Versione originale in latino


Medico Antonio Musae, cuius opera ex ancipiti morbo convaluerat, statuam aere conlato iuxta signum Aesculapi statuerunt. Nonnulli patrum familiarum testamento caverunt, ut ab heredibus suis praelato titulo victumae in Capitolium ducerentur votumque pro se solveretur, quod superstitem Augustum reliquissent.
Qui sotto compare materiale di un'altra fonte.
impl<'r> YamlTranslator<'r> {
    /// Creates a translator that parses from `input`.
    ///
    /// # Arguments
    ///
    /// * `name` - Diagnostic name used in errors and logs only
    /// * `input` - The resource to read; it is closed after `parse`
    /// * `order_preserving` - Whether parsed mappings keep source order
    pub fn reader(name: impl Into<String>, input: impl InputSource + 'r, order_preserving: bool) -> Self {
        let options = TranslatorOptions::default().with_order_preserving(order_preserving);
        Self::reader_with_options(name, input, options)
    }

    /// Creates a translator that parses from `input` with explicit options.
    pub fn reader_with_options(
        name: impl Into<String>,
        input: impl InputSource + 'r,
        options: TranslatorOptions,
    ) -> Self {
        Self {
            name: name.into(),
            options,
            state: State::Reading(Box::new(input)),
            release_warning: None,
        }
    }

    /// Creates a translator that dumps to `output`.
    pub fn writer(name: impl Into<String>, output: impl OutputSink + 'r) -> Self {
        Self::writer_with_options(name, output, TranslatorOptions::default())
    }

    /// Creates a translator that dumps to `output` with explicit options.
    pub fn writer_with_options(
        name: impl Into<String>,
        output: impl OutputSink + 'r,
        options: TranslatorOptions,
    ) -> Self {
        Self {
            name: name.into(),
            options,
            state: State::Writing(Box::new(output)),
            release_warning: None,
        }
    }

    /// Reads the whole input and returns the root mapping of the document.
    ///
    /// The input is closed before this returns, on success and on failure.
    ///
    /// # Errors
    ///
    /// * `ParseFailure` - The input could not be read, was too large, was not
    ///   well-formed, repeated a key, or did not have a mapping at its root
    /// * `WrongDirection` - The translator was constructed for writing
    /// * `AlreadyConsumed` - The translator has already run its operation
    pub fn parse(&mut self) -> Result<Mapping> {
        tracing::trace!("Parsing YAML from '{}'", self.name);
        let input = self.take_input()?;

        let mut bound = Bound::new(&self.name, Direction::Read, input);
        let outcome = self.read_document(&mut *bound.resource).and_then(|text| {
            YamlParser::with_order_preserving(self.options.order_preserving)
                .parse_document(&self.name, &text)
        });
        let warning = bound.release();
        self.release_warning = warning;

        match &outcome {
            Ok(root) => tracing::trace!("Parsed '{}' with {} top-level entries", self.name, root.len()),
            Err(e) => tracing::debug!("Failed to parse '{}': {}", self.name, e),
        }
        outcome
    }

    /// Writes `data` as a YAML document to the output.
    ///
    /// Mapping entries are written in the iteration order of `data`. The output is
    /// flushed and closed before this returns, on success and on failure.
    ///
    /// # Errors
    ///
    /// * `DumpFailure` - `data` holds an unsupported value, a key that is not string
    ///   representable, a structure that contains itself, or a non-mapping root; or
    ///   the output could not be written
    /// * `WrongDirection` - The translator was constructed for reading
    /// * `AlreadyConsumed` - The translator has already run its operation
    pub fn dump<T: Serialize + ?Sized>(&mut self, data: &T) -> Result<()> {
        tracing::trace!("Dumping YAML to '{}'", self.name);
        let output = self.take_output()?;

        let mut bound = Bound::new(&self.name, Direction::Write, output);
        let outcome = self.write_document(&mut *bound.resource, data);
        let warning = bound.release();
        self.release_warning = warning;

        match &outcome {
            Ok(()) => tracing::trace!("Dumped '{}'", self.name),
            Err(e) => tracing::debug!("Failed to dump '{}': {}", self.name, e),
        }
        outcome
    }

    /// The diagnostic name given at construction.
    pub fn name(&self) -> &str {
        &self.name
    }

    /// The options fixed at construction.
    pub fn options(&self) -> &TranslatorOptions {
        &self.options
    }

    /// The direction the translator was constructed for.
    pub fn direction(&self) -> Direction {
        match self.state {
            State::Reading(_) => Direction::Read,
            State::Writing(_) => Direction::Write,
            State::Released(direction) => direction,
        }
    }

    /// Returns true once the bound resource has been closed.
    pub fn is_released(&self) -> bool {
        matches!(self.state, State::Released(_))
    }

    /// The warning recorded if closing the resource failed.
    pub fn release_warning(&self) -> Option<&ResourceReleaseWarning> {
        self.release_warning.as_ref()
    }

    fn take_input(&mut self) -> Result<Box<dyn InputSource + 'r>> {
        match std::mem::replace(&mut self.state, State::Released(Direction::Read)) {
            State::Reading(input) => Ok(input),
            other => Err(self.refuse(other, "parse")),
        }
    }

    fn take_output(&mut self) -> Result<Box<dyn OutputSink + 'r>> {
        match std::mem::replace(&mut self.state, State::Released(Direction::Write)) {
            State::Writing(output) => Ok(output),
            other => Err(self.refuse(other, "dump")),
        }
    }

    /// Puts back a state that does not allow `operation` and explains why.
    fn refuse(&mut self, state: State<'r>, operation: &'static str) -> YamlError {
        let error = match state {
            State::Released(_) => YamlError::AlreadyConsumed {
                name: self.name.clone(),
                operation,
            },
            State::Reading(_) => YamlError::WrongDirection {
                name: self.name.clone(),
                operation,
                direction: Direction::Read,
            },
            State::Writing(_) => YamlError::WrongDirection {
                name: self.name.clone(),
                operation,
                direction: Direction::Write,
            },
        };
        self.state = state;
        tracing::debug!("{}", error);
        error
    }

    fn read_document<R: InputSource + ?Sized>(&self, input: &mut R) -> Result<String> {
        let limit = self.options.max_input_bytes;
        let mut text = String::new();
        Read::take(&mut *input, limit.saturating_add(1))
            .read_to_string(&mut text)
            .map_err(|e| error_translation::read_failure(&self.name, e))?;

        if text.len() as u64 > limit {
            return Err(error_translation::parse_failure(
                &self.name,
                Position::start(),
                format!("input exceeds the maximum size of {} bytes", limit),
            ));
        }
        Ok(text)
    }

    fn write_document<W, T>(&self, output: &mut W, data: &T) -> Result<()>
    where
        W: OutputSink + ?Sized,
        T: Serialize + ?Sized,
    {
        let node = to_node(data).map_err(|e| error_translation::dump_failure(&self.name, e))?;
        let root = node
            .into_mapping()
            .map_err(|other| error_translation::root_failure(&self.name, other.kind()))?;

        YamlEmitter::new().emit_document(&self.name, &root, output)?;
        output
            .flush()
            .map_err(|e| error_translation::write_failure(&self.name, e))
    }
}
Quaedam Italiae civitates diem, quo primum ad se venisset, initium anni fecerunt. Provinciarum pleraeque super templa et aras ludos quoque quinquennales paene oppidatim constituerunt.

Traduzione all'italiano


Al suo medico personale Antonio Musa che l'aveva guarito da una malattia pericolosa, dedicarono una statua, per sottoscrizione, accanto a quella di Esculapio. Alcuni capifamiglia, nei loro testamenti, prescrissero agli eredi di portare vittime in Campidoglio, con l'indicazione del motivo del sacrificio, in adempimento del voto che avevano fatto, perché erano morti prima di Augusto. Alcune città d'Italia stabilirono l'inizio dell'anno nel giorno in cui le aveva visitate per la prima volta. La maggior parte delle province gli dedicò non soltanto templi e altari, ma anche giochi quinquennali, quasi in ogni città.